# First and last bird of the season



## hamernhonkers (Sep 28, 2007)

Well since it's slow again on the board and just that time of year, let's hear about those first and last birds of the season.

Mine first isn't anything special as it was a good old utah raised honker.



Not even sure which bird it is in the pile but what makes this kind of fun and interesting is my last bird.

The hunt ended yesterday down here south of the border and I thought a hen canvas back was my last trigger pull but then this bird hit the water.



Kind of easy to tell where he came from

. 


So I started my season with a utah goose and finished my season in another state with a utah goose.

Sent from my SM-G930V using Tapatalk


----------



## LostLouisianian (Oct 11, 2010)

Utah geese are that dumb huh...


----------



## goosefreak (Aug 20, 2009)

These were my first birds of the season. I'm sure that my last bird of the season is to be determined And will obviously be a Canada goose.


----------



## Clarq (Jul 21, 2011)

The first bird of my season was a greenwing teal hen, most likely Utah-raised. My last bird was a Canada goose. I posted a thread about that one a short while ago, with a picture (called Last Day Luck).

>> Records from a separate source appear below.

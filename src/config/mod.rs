//! Configuration module for Doc-Harvest
//!
//! This module handles loading, parsing, and validating TOML configuration files.
//! Every key is optional; missing keys take the built-in defaults.
//!
//! # Example
//!
//! ```no_run
//! use doc_harvest::config::load_config;
//! use std::path::Path;
//!
//! let config = load_config(Path::new("harvest.toml")).unwrap();
//! println!("Crawl starts at: {}", config.crawler.start_url);
//! ```

mod parser;
mod types;
mod validation;

// Re-export types
pub use types::{AnnotationConfig, Config, CrawlerConfig, OutputConfig, SelectorConfig};

// Re-export parser functions
pub use parser::{
    compute_config_hash, default_config, load_config, load_config_with_hash, parse_config,
};
pub use validation::validate;
use crate::config::types::Config;
use crate::config::validation::validate;
use crate::ConfigError;
use sha2::{Digest, Sha256};
use std::path::Path;

/// Loads and parses a configuration file from the given path
///
/// # Arguments
///
/// * `path` - Path to the TOML configuration file
///
/// # Returns
///
/// * `Ok(Config)` - Successfully loaded and validated configuration
/// * `Err(ConfigError)` - Failed to load, parse, or validate the configuration
///
/// # Example
///
/// ```no_run
/// use std::path::Path;
/// use doc_harvest::config::load_config;
///
/// let config = load_config(Path::new("harvest.toml")).unwrap();
/// println!("Start URL: {}", config.crawler.start_url);
/// ```
pub fn load_config(path: &Path) -> Result<Config, ConfigError> {
    let content = std::fs::read_to_string(path)?;
    parse_config(&content)
}

/// Parses and validates configuration from TOML text
pub fn parse_config(content: &str) -> Result<Config, ConfigError> {
    let config: Config = toml::from_str(content)?;
    validate(&config)?;
    Ok(config)
}

/// Computes a SHA-256 hash of the configuration file content
///
/// Logged at startup so runs can be tied back to the configuration they used.
pub fn compute_config_hash(path: &Path) -> Result<String, ConfigError> {
    let content = std::fs::read_to_string(path)?;
    let mut hasher = Sha256::new();
    hasher.update(content.as_bytes());
    Ok(hex::encode(hasher.finalize()))
}

/// Loads a configuration and returns both the config and its hash
pub fn load_config_with_hash(path: &Path) -> Result<(Config, String), ConfigError> {
    let config = load_config(path)?;
    let hash = compute_config_hash(path)?;
    Ok((config, hash))
}

/// Returns the built-in configuration after validating it
pub fn default_config() -> Result<Config, ConfigError> {
    let config = Config::default();
    validate(&config)?;
    Ok(config)
}
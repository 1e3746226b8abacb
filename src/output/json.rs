//! JSON snapshot of the harvested articles

use crate::article::Article;
use crate::HarvestError;
use std::path::Path;

/// Writes `articles` as a compact JSON array, replacing any previous file
///
/// The parent directory is created if needed.
pub fn write_json(articles: &[Article], path: &Path) -> Result<(), HarvestError> {
    let encoded = serde_json::to_vec(articles)?;

    if let Some(parent) = path.parent() {
        if !parent.as_os_str().is_empty() {
            std::fs::create_dir_all(parent)?;
        }
    }

    std::fs::write(path, encoded)?;
    tracing::info!("Wrote {} articles to {}", articles.len(), path.display());
    Ok(())
}

/// Reads a JSON snapshot written by [`write_json`]
pub fn read_json(path: &Path) -> Result<Vec<Article>, HarvestError> {
    let content = std::fs::read(path)?;
    Ok(serde_json::from_slice(&content)?)
}
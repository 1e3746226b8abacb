use url::Url;

/// Hosts listing pages may be fetched from
///
/// Patterns are either an exact host ("doctorofcredit.com") or a wildcard
/// ("*.example.com") matching the bare domain and every subdomain. Hosts are
/// compared lowercase.
#[derive(Debug, Clone, Default)]
pub struct DomainAllowList {
    patterns: Vec<String>,
}

impl DomainAllowList {
    pub fn new<S: AsRef<str>>(patterns: &[S]) -> Self {
        Self {
            patterns: patterns
                .iter()
                .map(|p| p.as_ref().trim().to_lowercase())
                .collect(),
        }
    }

    /// Returns true if the URL's host matches one of the patterns
    ///
    /// # Examples
    ///
    /// ```
    /// use url::Url;
    /// use doc_harvest::url::DomainAllowList;
    ///
    /// let allow = DomainAllowList::new(&["doctorofcredit.com", "www.doctorofcredit.com"]);
    /// assert!(allow.permits(&Url::parse("https://www.doctorofcredit.com/page/2/").unwrap()));
    /// assert!(!allow.permits(&Url::parse("https://cdn.doctorofcredit.com/x.png").unwrap()));
    /// ```
    pub fn permits(&self, url: &Url) -> bool {
        match url.host_str() {
            Some(host) => self.permits_host(&host.to_lowercase()),
            None => false,
        }
    }

    /// Returns true if a lowercase host matches one of the patterns
    pub fn permits_host(&self, host: &str) -> bool {
        self.patterns.iter().any(|p| matches_pattern(p, host))
    }
}

fn matches_pattern(pattern: &str, host: &str) -> bool {
    match pattern.strip_prefix("*.") {
        Some(base) => host == base || host.ends_with(&format!(".{}", base)),
        None => host == pattern,
    }
}
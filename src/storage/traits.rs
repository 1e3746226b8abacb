//! Storage traits and error types
//!
//! This module defines the trait interface for storage backends and
//! associated error types.

use crate::article::Article;
use crate::storage::StoredArticle;
use thiserror::Error;

/// Errors that can occur during storage operations
#[derive(Debug, Error)]
pub enum StorageError {
    #[error("IO error: {0}")]
    Io(#[from] std::io::Error),

    #[error("SQLite error: {0}")]
    Sqlite(#[from] rusqlite::Error),
}

/// Result type for storage operations
pub type StorageResult<T> = Result<T, StorageError>;

/// Trait for storage backend implementations
///
/// The table always holds exactly the articles of the most recent run.
pub trait Storage {
    // ===== Writes =====

    /// Replaces the stored articles with `articles`
    ///
    /// The delete and the inserts happen in one transaction, so readers see
    /// either the previous run or this one.
    ///
    /// # Returns
    ///
    /// The number of rows inserted
    fn replace_articles(&mut self, articles: &[Article]) -> StorageResult<usize>;

    // ===== Reads =====

    /// Loads every stored article in insertion order
    fn load_articles(&self) -> StorageResult<Vec<StoredArticle>>;

    // ===== Statistics =====

    /// Gets total article count
    fn count_articles(&self) -> StorageResult<u64>;

    /// Counts articles per category, most frequent first
    fn count_by_category(&self) -> StorageResult<Vec<(String, u64)>>;

    /// Sums the comment counts of all articles
    fn total_comments(&self) -> StorageResult<u64>;
}
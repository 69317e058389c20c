use tracing_subscriber::prelude::*;
use tracing_subscriber::{EnvFilter, fmt::{self, format::FmtSpan}};

/// Installs the global subscriber.
///
/// `RUST_LOG` takes precedence over `default_directive`. Logs go to stderr so the
/// console trigger keeps stdin/stdout to itself.
pub fn init(default_directive: &str) {
    let env_filter = EnvFilter::try_from_default_env()
        .unwrap_or_else(|_| EnvFilter::new(default_directive));

    let directives = env_filter.to_string();
    let verbose = directives.contains("debug") || directives.contains("trace");

    // Snapshot stages run inside spans; closing them prints per-stage busy time.
    let fmt_layer = fmt::layer()
        .with_target(false)
        .with_writer(std::io::stderr)
        .with_timer(fmt::time::uptime())
        .with_span_events(if verbose {
            FmtSpan::CLOSE
        } else {
            FmtSpan::NONE
        });

    tracing_subscriber::registry()
        .with(env_filter)
        .with(fmt_layer)
        .init();
}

I like to start my season with teal, and the goose was a great way to finish it out (they're a pretty rare treat for me). The first day and the last day were two of the three best days of my season. The middle was pretty hard. I'm hoping enough of the snow we're getting will make it to the GSL to help us out next year.


----------



## richard rouleau (Apr 12, 2008)

Well my frist goose of season was a banded bird band in overton nevada and my last bird of the season was nice pintail and a cinn.drake these was south of me


----------



## Longgun (Sep 7, 2007)

First bird was a Lesser Canada goose while on an early trip north with my son and some good friends that wanted to introduce us to Canada, last bird was of all things, a Drake Hooded Merg. That as a collector, a species i have been after for YEARS.


----------



## Clarq (Jul 21, 2011)

Wow, was that Hooded Merganser a Utah bird? I've only ever seen them here in October. I'd be really excited to get one late in the season, and colored up so nice.


----------



## Longgun (Sep 7, 2007)

Yep Utah bird or birds i should say. I closed out the duck season with a pretty dang good/lucky limit. The hoodies were such a surprise!


----------



## dkhntrdstn (Sep 7, 2007)

first bird of the season was a drake gadwall and the last bird of the season was a drake mallard


----------



## Pumpgunner (Jan 12, 2010)

My first and last birds of the season were geese too! No bands though.


----------



## Fowlmouth (Oct 4, 2008)

My first birds of the season were geese, and this is the latest one I got this morning. I'm hopeful there will be a few more that eat snow before it's over.


----------



## waterfowlwhacker (Aug 13, 2016)

First bird was a big goose that glided into a hip high alfalfa field that I spent a half hour looking for while my buddies were shooting bands. I was happy to find him. Last bird so far was the prettiest plumage wise mallard ive shot. Hopefully I'll et another goose before it's over.


----------



## toasty (May 15, 2008)

Thought I was done, but we were able to give it one more shot. It looks like the idea behind the urban goose hunting area is working.


----------



## Fowlmouth (Oct 4, 2008)

Got this one today. It was banded the same day as the one I got Tuesday (6-16-16) and only 23 numbers apart.


----------



## utahbigbull (May 9, 2012)

It's officially over now for me. So I can now say my season started with taking my boy for his limit of geese on the youth hunt, a pile of geese on the regular season opener, and ended today with a limit of geese for me and my son. Today we ended each each taking one bird out of a double. They were both banded and had sequential numbers. Photos are from the youth, the opener, and today.


----------



## hamernhonkers (Sep 28, 2007)

Fowlmouth said:


> Got this one today. It was banded the same day as the one I got Tuesday (6-16-16) and only 23 numbers apart.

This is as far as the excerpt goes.